14 FEBRUARY 1857, Page 14

TROUBLE.

THIEVES may be divided into three classes,—domestic, external, and intermediate. The garotter or the pickpocket is found in the streets ; the burglar visits you at home ; the third class is resident in the home. It has been suddenly discovered, for the thousandth time, that of the multitude of servants in London, a large proportion are systematically and professionally drunkards, thieves, and reprobates They are well known individually both to masters and servants, yet they readily find their way into houses by means of false characters. A correspondent of the Times suggests an association of masters to protect themselves

against bad servants ; and the first to hail the suggestion is a servant, A Butler of Thirty Years' Standing." Not only do the thieves, drunkards, and reprobates compete with the regular servants for place and wages, but they occasion endless trouble, vexation, and even danger, to the honest servant. If a Rousseau could let his fellow servant undergo punishment for the theft which he had committed, how many an imitator there is who could not write the "Confessions." If masters desire to punish only the guilty and to protect the innocent, they will obey the suggestion of the Times correspondent, and construct a machinery for testing the character of candidates for place. There are two difficulties. First, that the association might readily fall into the hands of men who trade in getting-up societies,—whose object is not the work to be done, but the post to be paid; and we can imagine few associations more likely to serve the purpose of the "fence" than a society ostensibly to check fraudulent characters. How readily might such a body station agents for a joint-stock thieving enterprise in the best families of the country. The other obstacle is yet more formidable, and the Butler puts it excellently. The masters won't take the trouble to protect themselves ; the trouble must fall on their servants. In that case, "the masters might subscribe a guinea or two every year, as it would save them a world of what they so much dislike— trouble."
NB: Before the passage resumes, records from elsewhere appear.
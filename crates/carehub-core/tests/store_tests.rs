//! On-disk snapshot store tests.

use carehub_core::db::{Database, UpsertOutcome};
use carehub_core::models::{Appointment, ReportScope};
use carehub_core::report::ReportEngine;
use carehub_core::{open_store, FfiSession};
use chrono::{DateTime, FixedOffset, TimeZone, Utc};
use tempfile::tempdir;

fn at(day: u32, hour: u32) -> DateTime<FixedOffset> {
    FixedOffset::east_opt(-5 * 3600)
        .unwrap()
        .with_ymd_and_hms(2024, 3, day, hour, 0, 0)
        .unwrap()
}

fn make_appointment(id: &str, doctor: &str, day: u32) -> Appointment {
    let mut a = Appointment::new(
        "patient-1".into(),
        doctor.into(),
        "Consultation".into(),
        at(day, 10),
    );
    a.id = id.into();
    a
}

#[test]
fn test_store_persists_across_reopen() {
    let dir = tempdir().unwrap();
    let path = dir.path().join("carehub.db");

    {
        let mut db = Database::open(&path).unwrap();
        let summary = db
            .merge_snapshot(
                &[make_appointment("a", "d1", 4), make_appointment("b", "d2", 5)],
                None,
            )
            .unwrap();
        assert_eq!(summary.inserted, 2);
    }

    let db = Database::open(&path).unwrap();
    assert_eq!(db.count_appointments().unwrap(), 2);

    let stored = db.get_appointment("a").unwrap().unwrap();
    assert_eq!(stored.date, at(4, 10));
    // offset survives the round trip
    assert_eq!(stored.date.offset().local_minus_utc(), -5 * 3600);
    assert_eq!(db.upsert_appointment(&stored).unwrap(), UpsertOutcome::Unchanged);
}

#[test]
fn test_report_over_stored_snapshot() {
    let dir = tempdir().unwrap();
    let mut db = Database::open(dir.path().join("report.db")).unwrap();

    let mut paid = make_appointment("a", "d1", 4);
    paid.billing_status = "paid".into();
    paid.amount = Some(120.0);
    let mut cancelled = make_appointment("b", "d1", 5);
    cancelled.billing_status = "cancelled".into();
    db.merge_snapshot(&[paid, cancelled, make_appointment("c", "d2", 6)], None)
        .unwrap();

    let engine = ReportEngine::default();
    let now = Utc.with_ymd_and_hms(2024, 3, 7, 12, 0, 0).unwrap();
    let report = engine.build_report(
        db.list_for_doctor("d1").unwrap(),
        &ReportScope::Doctor("d1".into()),
        now,
        0,
    );

    assert_eq!(report.statistics.total_appointments, 2);
    assert_eq!(report.statistics.cancellation_rate, 50.0);
    assert_eq!(report.statistics.total_revenue, 120.0);
    assert_eq!(report.daily.total(), 2);
}

#[test]
fn test_ffi_store_on_disk() {
    let dir = tempdir().unwrap();
    let path = dir.path().join("ffi.db").to_string_lossy().to_string();
    let admin = || FfiSession {
        user_id: "admin".into(),
        role: "admin".into(),
    };
    let snapshot = serde_json::json!([{
        "id": "x1",
        "appointmentCode": "APT-X1",
        "patientId": "p",
        "doctorId": "d",
        "description": "Review",
        "status": "scheduled",
        "billingStatus": "pending",
        "date": "6 Mar 2024 at 16:00:00 UTC+0000"
    }])
    .to_string();

    {
        let core = open_store(path.clone()).unwrap();
        let summary = core
            .ingest_snapshot(snapshot, admin(), Some("2024-03-06T12:00:00Z".into()))
            .unwrap();
        assert_eq!(summary.inserted, 1);
    }

    let core = open_store(path).unwrap();
    let upcoming = core
        .list_upcoming(admin(), Some("2024-03-06T12:00:00Z".into()))
        .unwrap();
    assert_eq!(upcoming.len(), 1);
    assert_eq!(upcoming[0].appointment_code, "APT-X1");
    assert!(!upcoming[0].date_defaulted);

    let json = core
        .export_report_json(admin(), Some("2024-03-06T12:00:00Z".into()))
        .unwrap();
    assert!(json.contains("\"appointment_count\": 1"));
}
//! Application constants and reporting configuration.

use std::path::Path;

use chrono::{DateTime, FixedOffset, Offset, Utc};
use serde::{Deserialize, Serialize};
use thiserror::Error;

pub const APP_NAME: &str = "CareHub";
pub const APP_VERSION: &str = env!("CARGO_PKG_VERSION");

/// Filter used when `RUST_LOG` is unset.
pub const DEFAULT_LOG_FILTER: &str = "carehub_core=info";

/// Largest accepted calendar offset, in minutes.
const MAX_OFFSET_MINUTES: i32 = 18 * 60;

/// Longest accepted weekly lookback (ten years).
pub const MAX_WEEKLY_LOOKBACK_WEEKS: u32 = 520;

/// Longest accepted monthly lookback (ten years).
pub const MAX_MONTHLY_LOOKBACK_MONTHS: u32 = 120;

/// Configuration errors.
#[derive(Error, Debug)]
pub enum ConfigError {
    #[error("I/O error: {0}")]
    Io(#[from] std::io::Error),

    #[error("JSON parse error: {0}")]
    Json(#[from] serde_json::Error),

    #[error("Invalid configuration: {0}")]
    Invalid(String),
}

pub type ConfigResult<T> = Result<T, ConfigError>;

/// Reporting configuration. Every field has a default.
#[derive(Debug, Clone, Serialize, Deserialize, PartialEq)]
#[serde(default)]
pub struct ReportConfig {
    /// Offset of the reporting calendar from UTC
    pub utc_offset_minutes: i32,
    /// Number of ISO weeks in the weekly series
    pub weekly_lookback_weeks: u32,
    /// Number of months in the monthly series
    pub monthly_lookback_months: u32,
    /// Collection holding appointment documents
    pub appointments_collection: String,
    /// Collections holding staff documents, one per role
    pub staff_collections: Vec<String>,
}

impl Default for ReportConfig {
    fn default() -> Self {
        Self {
            utc_offset_minutes: 0,
            weekly_lookback_weeks: 6,
            monthly_lookback_months: 6,
            appointments_collection: "appointments".into(),
            staff_collections: vec!["doctors".into(), "admins".into()],
        }
    }
}

impl ReportConfig {
    /// Parse and validate a JSON configuration.
    pub fn from_json(json: &str) -> ConfigResult<Self> {
        let config: Self = serde_json::from_str(json)?;
        config.validate()?;
        Ok(config)
    }

    /// Load and validate a JSON configuration file.
    pub fn load<P: AsRef<Path>>(path: P) -> ConfigResult<Self> {
        let json = std::fs::read_to_string(path)?;
        Self::from_json(&json)
    }

    pub fn validate(&self) -> ConfigResult<()> {
        if self.utc_offset_minutes.abs() > MAX_OFFSET_MINUTES {
            return Err(ConfigError::Invalid(format!(
                "utc_offset_minutes must be within ±{}, got {}",
                MAX_OFFSET_MINUTES, self.utc_offset_minutes
            )));
        }
        if !(1..=MAX_WEEKLY_LOOKBACK_WEEKS).contains(&self.weekly_lookback_weeks) {
            return Err(ConfigError::Invalid(format!(
                "weekly_lookback_weeks must be within 1..={}, got {}",
                MAX_WEEKLY_LOOKBACK_WEEKS, self.weekly_lookback_weeks
            )));
        }
        if !(1..=MAX_MONTHLY_LOOKBACK_MONTHS).contains(&self.monthly_lookback_months) {
            return Err(ConfigError::Invalid(format!(
                "monthly_lookback_months must be within 1..={}, got {}",
                MAX_MONTHLY_LOOKBACK_MONTHS, self.monthly_lookback_months
            )));
        }
        if self.appointments_collection.trim().is_empty() {
            return Err(ConfigError::Invalid("appointments_collection is empty".into()));
        }
        Ok(())
    }

    /// The reporting calendar's offset.
    pub fn offset(&self) -> FixedOffset {
        FixedOffset::east_opt(self.utc_offset_minutes * 60).unwrap_or_else(|| Utc.fix())
    }

    /// Express an instant in the reporting calendar.
    pub fn local_now(&self, now: DateTime<Utc>) -> DateTime<FixedOffset> {
        now.with_timezone(&self.offset())
    }
}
It is this dislike of trouble which is at the root of every abuse, public or private. If a man will not take the trouble to inquire into the character of the butler who is to have the charge of his plate, is it likely he will take the trouble to inquire into the character of the Chancellor of the Exchequer, who is to have the care of the public moneys? is it likely that the individual elector will take much trouble to inquire into the character of the Member, who is intrusted with nothing more valuable than advocacy of public interests or the resistance of public abuses ? No: men get off by "subscribing a guinea or two within the year," and thus they compound for the performance of public duties—even of police and charity. The consequence is, that the butler steals the plate ; the proxy of the good Samaritan takes commission on the charity, which he sells perhaps to some Petticoat Lane exile ; and the agent for protecting masters from bad servants would probably imitate a high model and do its work as well as a Reform Club in securing good Members or good masters !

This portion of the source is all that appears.